» What you need to do:
Write the data out again in full, with no departure from the original.

+ + + +

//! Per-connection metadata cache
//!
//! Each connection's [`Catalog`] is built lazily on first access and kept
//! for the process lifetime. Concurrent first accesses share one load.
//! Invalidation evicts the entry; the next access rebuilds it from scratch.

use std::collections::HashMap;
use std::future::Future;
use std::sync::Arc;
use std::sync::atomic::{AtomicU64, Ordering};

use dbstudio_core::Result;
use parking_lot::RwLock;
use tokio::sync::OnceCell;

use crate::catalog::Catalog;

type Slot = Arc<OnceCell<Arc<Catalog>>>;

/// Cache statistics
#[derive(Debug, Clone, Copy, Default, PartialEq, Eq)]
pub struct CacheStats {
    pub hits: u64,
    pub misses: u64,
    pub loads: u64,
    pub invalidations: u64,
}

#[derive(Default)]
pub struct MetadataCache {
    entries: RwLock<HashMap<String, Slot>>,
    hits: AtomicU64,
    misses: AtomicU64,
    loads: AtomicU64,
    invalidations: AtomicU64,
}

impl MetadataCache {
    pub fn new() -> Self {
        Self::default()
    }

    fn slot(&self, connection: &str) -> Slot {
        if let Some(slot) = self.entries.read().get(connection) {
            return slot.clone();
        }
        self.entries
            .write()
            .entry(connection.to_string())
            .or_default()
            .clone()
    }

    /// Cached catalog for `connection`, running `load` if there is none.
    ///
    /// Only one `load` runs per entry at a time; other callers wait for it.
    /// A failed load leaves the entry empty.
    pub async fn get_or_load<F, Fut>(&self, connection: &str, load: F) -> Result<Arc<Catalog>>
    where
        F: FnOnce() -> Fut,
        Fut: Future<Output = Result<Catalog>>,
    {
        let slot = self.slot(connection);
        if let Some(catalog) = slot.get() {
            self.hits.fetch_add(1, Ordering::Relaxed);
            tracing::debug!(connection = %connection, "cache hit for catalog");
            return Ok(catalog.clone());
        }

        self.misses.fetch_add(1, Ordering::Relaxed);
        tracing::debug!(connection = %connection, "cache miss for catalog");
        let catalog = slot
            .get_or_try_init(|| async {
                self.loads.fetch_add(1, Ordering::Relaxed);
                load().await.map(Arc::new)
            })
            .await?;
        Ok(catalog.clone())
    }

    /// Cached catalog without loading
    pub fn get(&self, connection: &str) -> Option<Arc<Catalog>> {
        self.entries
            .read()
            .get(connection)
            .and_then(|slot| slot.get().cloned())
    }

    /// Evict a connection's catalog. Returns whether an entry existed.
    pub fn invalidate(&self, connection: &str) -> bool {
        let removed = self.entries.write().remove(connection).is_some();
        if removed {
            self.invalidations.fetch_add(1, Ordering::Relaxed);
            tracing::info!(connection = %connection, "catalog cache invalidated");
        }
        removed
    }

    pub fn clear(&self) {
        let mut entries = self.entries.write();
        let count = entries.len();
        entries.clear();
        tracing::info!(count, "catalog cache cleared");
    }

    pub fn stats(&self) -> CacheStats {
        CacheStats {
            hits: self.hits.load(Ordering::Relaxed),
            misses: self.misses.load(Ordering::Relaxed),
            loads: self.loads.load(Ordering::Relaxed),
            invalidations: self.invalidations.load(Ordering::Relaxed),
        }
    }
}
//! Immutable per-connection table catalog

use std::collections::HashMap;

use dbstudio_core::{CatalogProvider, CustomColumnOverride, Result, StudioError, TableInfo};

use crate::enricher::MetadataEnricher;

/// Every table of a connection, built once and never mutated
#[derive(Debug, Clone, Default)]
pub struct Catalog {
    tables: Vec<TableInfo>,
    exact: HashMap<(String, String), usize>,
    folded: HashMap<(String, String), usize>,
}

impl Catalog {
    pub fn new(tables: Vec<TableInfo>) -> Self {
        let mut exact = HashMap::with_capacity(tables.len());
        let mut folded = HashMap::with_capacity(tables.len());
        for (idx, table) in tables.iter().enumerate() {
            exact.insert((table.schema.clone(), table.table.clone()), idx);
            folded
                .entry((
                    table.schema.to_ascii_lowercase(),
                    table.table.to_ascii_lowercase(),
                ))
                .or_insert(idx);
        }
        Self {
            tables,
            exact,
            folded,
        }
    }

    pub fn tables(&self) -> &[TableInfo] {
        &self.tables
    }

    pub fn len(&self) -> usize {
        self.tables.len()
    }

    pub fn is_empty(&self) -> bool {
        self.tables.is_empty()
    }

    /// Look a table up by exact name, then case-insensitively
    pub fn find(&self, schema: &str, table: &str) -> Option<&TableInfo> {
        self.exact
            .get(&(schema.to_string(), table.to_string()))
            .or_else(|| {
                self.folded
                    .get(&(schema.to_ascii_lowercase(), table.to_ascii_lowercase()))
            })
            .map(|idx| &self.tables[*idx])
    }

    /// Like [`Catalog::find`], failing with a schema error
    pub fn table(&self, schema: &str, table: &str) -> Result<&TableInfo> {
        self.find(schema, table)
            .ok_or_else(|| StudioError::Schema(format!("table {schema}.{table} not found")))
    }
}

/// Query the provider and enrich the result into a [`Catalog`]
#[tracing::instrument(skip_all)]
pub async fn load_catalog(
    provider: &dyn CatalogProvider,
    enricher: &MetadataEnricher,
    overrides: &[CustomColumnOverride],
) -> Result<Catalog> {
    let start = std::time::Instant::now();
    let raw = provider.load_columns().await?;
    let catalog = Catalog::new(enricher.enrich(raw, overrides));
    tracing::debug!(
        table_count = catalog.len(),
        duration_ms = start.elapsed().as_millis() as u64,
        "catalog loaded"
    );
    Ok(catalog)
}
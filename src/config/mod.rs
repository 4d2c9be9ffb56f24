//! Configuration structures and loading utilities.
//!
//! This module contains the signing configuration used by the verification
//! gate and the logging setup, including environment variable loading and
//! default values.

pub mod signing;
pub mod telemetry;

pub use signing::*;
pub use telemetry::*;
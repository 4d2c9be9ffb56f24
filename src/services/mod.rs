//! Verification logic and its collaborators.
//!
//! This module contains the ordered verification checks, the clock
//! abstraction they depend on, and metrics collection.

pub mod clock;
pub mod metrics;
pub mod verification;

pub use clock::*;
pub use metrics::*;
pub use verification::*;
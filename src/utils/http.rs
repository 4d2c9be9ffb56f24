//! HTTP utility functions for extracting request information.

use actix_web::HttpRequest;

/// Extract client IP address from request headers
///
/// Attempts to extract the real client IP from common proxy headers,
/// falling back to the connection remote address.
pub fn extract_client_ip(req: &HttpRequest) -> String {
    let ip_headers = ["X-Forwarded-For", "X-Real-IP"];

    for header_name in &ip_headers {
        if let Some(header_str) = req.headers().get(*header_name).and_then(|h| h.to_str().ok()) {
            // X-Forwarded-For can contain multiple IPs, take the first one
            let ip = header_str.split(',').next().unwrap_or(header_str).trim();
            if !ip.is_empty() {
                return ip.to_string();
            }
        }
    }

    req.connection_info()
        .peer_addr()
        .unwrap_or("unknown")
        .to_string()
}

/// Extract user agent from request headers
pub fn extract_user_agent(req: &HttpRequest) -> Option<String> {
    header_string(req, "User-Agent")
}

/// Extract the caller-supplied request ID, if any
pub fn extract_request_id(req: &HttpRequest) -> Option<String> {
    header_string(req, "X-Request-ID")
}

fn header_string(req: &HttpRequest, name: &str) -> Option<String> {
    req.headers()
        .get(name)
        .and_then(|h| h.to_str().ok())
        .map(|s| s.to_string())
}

+ + + +

» Answer space:
//! Per-connection metadata cache
//!
//! Each connection's [`Catalog`] is built lazily on first access and kept
//! for the process lifetime. Concurrent first accesses share one load.
//! Invalidation evicts the entry; the next access rebuilds it from scratch.

use std::collections::HashMap;
use std::future::Future;
use std::sync::Arc;
use std::sync::atomic::{AtomicU64, Ordering};

use dbstudio_core::Result;
use parking_lot::RwLock;
use tokio::sync::OnceCell;

use crate::catalog::Catalog;

type Slot = Arc<OnceCell<Arc<Catalog>>>;

/// Cache statistics
#[derive(Debug, Clone, Copy, Default, PartialEq, Eq)]
pub struct CacheStats {
    pub hits: u64,
    pub misses: u64,
    pub loads: u64,
    pub invalidations: u64,
}

#[derive(Default)]
pub struct MetadataCache {
    entries: RwLock<HashMap<String, Slot>>,
    hits: AtomicU64,
    misses: AtomicU64,
    loads: AtomicU64,
    invalidations: AtomicU64,
}

impl MetadataCache {
    pub fn new() -> Self {
        Self::default()
    }

    fn slot(&self, connection: &str) -> Slot {
        if let Some(slot) = self.entries.read().get(connection) {
            return slot.clone();
        }
        self.entries
            .write()
            .entry(connection.to_string())
            .or_default()
            .clone()
    }

    /// Cached catalog for `connection`, running `load` if there is none.
    ///
    /// Only one `load` runs per entry at a time; other callers wait for it.
    /// A failed load leaves the entry empty.
    pub async fn get_or_load<F, Fut>(&self, connection: &str, load: F) -> Result<Arc<Catalog>>
    where
        F: FnOnce() -> Fut,
        Fut: Future<Output = Result<Catalog>>,
    {
        let slot = self.slot(connection);
        if let Some(catalog) = slot.get() {
            self.hits.fetch_add(1, Ordering::Relaxed);
            tracing::debug!(connection = %connection, "cache hit for catalog");
            return Ok(catalog.clone());
        }

        self.misses.fetch_add(1, Ordering::Relaxed);
        tracing::debug!(connection = %connection, "cache miss for catalog");
        let catalog = slot
            .get_or_try_init(|| async {
                self.loads.fetch_add(1, Ordering::Relaxed);
                load().await.map(Arc::new)
            })
            .await?;
        Ok(catalog.clone())
    }

    /// Cached catalog without loading
    pub fn get(&self, connection: &str) -> Option<Arc<Catalog>> {
        self.entries
            .read()
            .get(connection)
            .and_then(|slot| slot.get().cloned())
    }

    /// Evict a connection's catalog. Returns whether an entry existed.
    pub fn invalidate(&self, connection: &str) -> bool {
        let removed = self.entries.write().remove(connection).is_some();
        if removed {
            self.invalidations.fetch_add(1, Ordering::Relaxed);
            tracing::info!(connection = %connection, "catalog cache invalidated");
        }
        removed
    }

    pub fn clear(&self) {
        let mut entries = self.entries.write();
        let count = entries.len();
        entries.clear();
        tracing::info!(count, "catalog cache cleared");
    }

    pub fn stats(&self) -> CacheStats {
        CacheStats {
            hits: self.hits.load(Ordering::Relaxed),
            misses: self.misses.load(Ordering::Relaxed),
            loads: self.loads.load(Ordering::Relaxed),
            invalidations: self.invalidations.load(Ordering::Relaxed),
        }
    }
}
//! Immutable per-connection table catalog

use std::collections::HashMap;

use dbstudio_core::{CatalogProvider, CustomColumnOverride, Result, StudioError, TableInfo};

use crate::enricher::MetadataEnricher;

/// Every table of a connection, built once and never mutated
#[derive(Debug, Clone, Default)]
pub struct Catalog {
    tables: Vec<TableInfo>,
    exact: HashMap<(String, String), usize>,
    folded: HashMap<(String, String), usize>,
}

impl Catalog {
    pub fn new(tables: Vec<TableInfo>) -> Self {
        let mut exact = HashMap::with_capacity(tables.len());
        let mut folded = HashMap::with_capacity(tables.len());
        for (idx, table) in tables.iter().enumerate() {
            exact.insert((table.schema.clone(), table.table.clone()), idx);
            folded
                .entry((
                    table.schema.to_ascii_lowercase(),
                    table.table.to_ascii_lowercase(),
                ))
                .or_insert(idx);
        }
        Self {
            tables,
            exact,
            folded,
        }
    }

    pub fn tables(&self) -> &[TableInfo] {
        &self.tables
    }

    pub fn len(&self) -> usize {
        self.tables.len()
    }

    pub fn is_empty(&self) -> bool {
        self.tables.is_empty()
    }

    /// Look a table up by exact name, then case-insensitively
    pub fn find(&self, schema: &str, table: &str) -> Option<&TableInfo> {
        self.exact
            .get(&(schema.to_string(), table.to_string()))
            .or_else(|| {
                self.folded
                    .get(&(schema.to_ascii_lowercase(), table.to_ascii_lowercase()))
            })
            .map(|idx| &self.tables[*idx])
    }

    /// Like [`Catalog::find`], failing with a schema error
    pub fn table(&self, schema: &str, table: &str) -> Result<&TableInfo> {
        self.find(schema, table)
            .ok_or_else(|| StudioError::Schema(format!("table {schema}.{table} not found")))
    }
}

/// Query the provider and enrich the result into a [`Catalog`]
#[tracing::instrument(skip_all)]
pub async fn load_catalog(
    provider: &dyn CatalogProvider,
    enricher: &MetadataEnricher,
    overrides: &[CustomColumnOverride],
) -> Result<Catalog> {
    let start = std::time::Instant::now();
    let raw = provider.load_columns().await?;
    let catalog = Catalog::new(enricher.enrich(raw, overrides));
    tracing::debug!(
        table_count = catalog.len(),
        duration_ms = start.elapsed().as_millis() as u64,
        "catalog loaded"
    );
    Ok(catalog)
}
filename src/config/mod.rs
repository 4d2c9be9ffb56f24
//! Configuration structures and loading utilities.
//!
//! This module contains the signing configuration used by the verification
//! gate and the logging setup, including environment variable loading and
//! default values.

pub mod signing;
pub mod telemetry;

pub use signing::*;
pub use telemetry::*;
repository 4d2c9be9ffb56f24
filename src/services/mod.rs
//! Verification logic and its collaborators.
//!
//! This module contains the ordered verification checks, the clock
//! abstraction they depend on, and metrics collection.

pub mod clock;
pub mod metrics;
pub mod verification;

pub use clock::*;
pub use metrics::*;
pub use verification::*;
filename src/utils/http.rs
repository 4d2c9be9ffb56f24
//! HTTP utility functions for extracting request information.

use actix_web::HttpRequest;

/// Extract client IP address from request headers
///
/// Attempts to extract the real client IP from common proxy headers,
/// falling back to the connection remote address.
pub fn extract_client_ip(req: &HttpRequest) -> String {
    let ip_headers = ["X-Forwarded-For", "X-Real-IP"];

    for header_name in &ip_headers {
        if let Some(header_str) = req.headers().get(*header_name).and_then(|h| h.to_str().ok()) {
            // X-Forwarded-For can contain multiple IPs, take the first one
            let ip = header_str.split(',').next().unwrap_or(header_str).trim();
            if !ip.is_empty() {
                return ip.to_string();
            }
        }
    }

    req.connection_info()
        .peer_addr()
        .unwrap_or("unknown")
        .to_string()
}

/// Extract user agent from request headers
pub fn extract_user_agent(req: &HttpRequest) -> Option<String> {
    header_string(req, "User-Agent")
}

/// Extract the caller-supplied request ID, if any
pub fn extract_request_id(req: &HttpRequest) -> Option<String> {
    header_string(req, "X-Request-ID")
}

fn header_string(req: &HttpRequest, name: &str) -> Option<String> {
    req.headers()
        .get(name)
        .and_then(|h| h.to_str().ok())
        .map(|s| s.to_string())
}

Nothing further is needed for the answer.